Chorus gets louder. But no one will be ready for those mortgage rates.
It didn’t take long for rate-hike expectations to be jostled further by last week’s “monster” two-year budget bill that Congress passed with its usual gyrations, including a government mini-shutdown, and that Trump signed into law on Friday. The bill increases spending caps by $300 billion over the next two years. It includes an additional $165 billion for the Pentagon and $131 billion for non-defense programs.
The bill comes after the tax cuts slashed expected revenues by $1.5 trillion of the next ten years. So pretty soon this is starting to add up.
Going forward, the US gross national debt will likely balloon at a rate of over $1 trillion a year, every year, even during the best of times. It’s $20.5 trillion currently [update 3 hours later, after debt ceiling suspended: $20.7 trillion]. It will likely be over $21.5 trillion a year from now – and this when the US economy is expected to boom. Any downturn will cause the debt to spike.
And what will the Fed do?
Four rate hikes this year – that’s what Credit Suisse’s US economists said in a research note on Monday. Previously, they’d expected three rate hikes for 2018.
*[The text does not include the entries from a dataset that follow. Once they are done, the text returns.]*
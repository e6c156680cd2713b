// self
use crate::{
	flows::AuthorizationOutcome,
	obs::{FlowKind, FlowOutcome},
};

/// Records a flow outcome via the global metrics recorder (when enabled).
pub fn record_flow_outcome(kind: FlowKind, outcome: FlowOutcome) {
	#[cfg(feature = "metrics")]
	{
		metrics::counter!(
			"lms_auth_flow_total",
			"flow" => kind.as_str(),
			"outcome" => outcome.as_str()
		)
		.increment(1);
	}

	#[cfg(not(feature = "metrics"))]
	{
		let _ = (kind, outcome);
	}
}

/// Records the result of a single poll or timeout tick.
pub fn record_poll_outcome(outcome: AuthorizationOutcome) {
	#[cfg(feature = "metrics")]
	{
		metrics::counter!("lms_auth_poll_total", "outcome" => outcome.as_str()).increment(1);
	}

	#[cfg(not(feature = "metrics"))]
	{
		let _ = outcome;
	}
}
“The FOMC has already boosted their growth outlook for 2018 in light of the tax bill passed in December and we anticipate another upward revision to their growth forecast at the March meeting,” the economists wrote in the research note, according to Reuters.
“With the economy near (or above) full employment, prudent risk management suggests the Fed ought to accelerate their tightening in response to a large positive demand shock,” they said.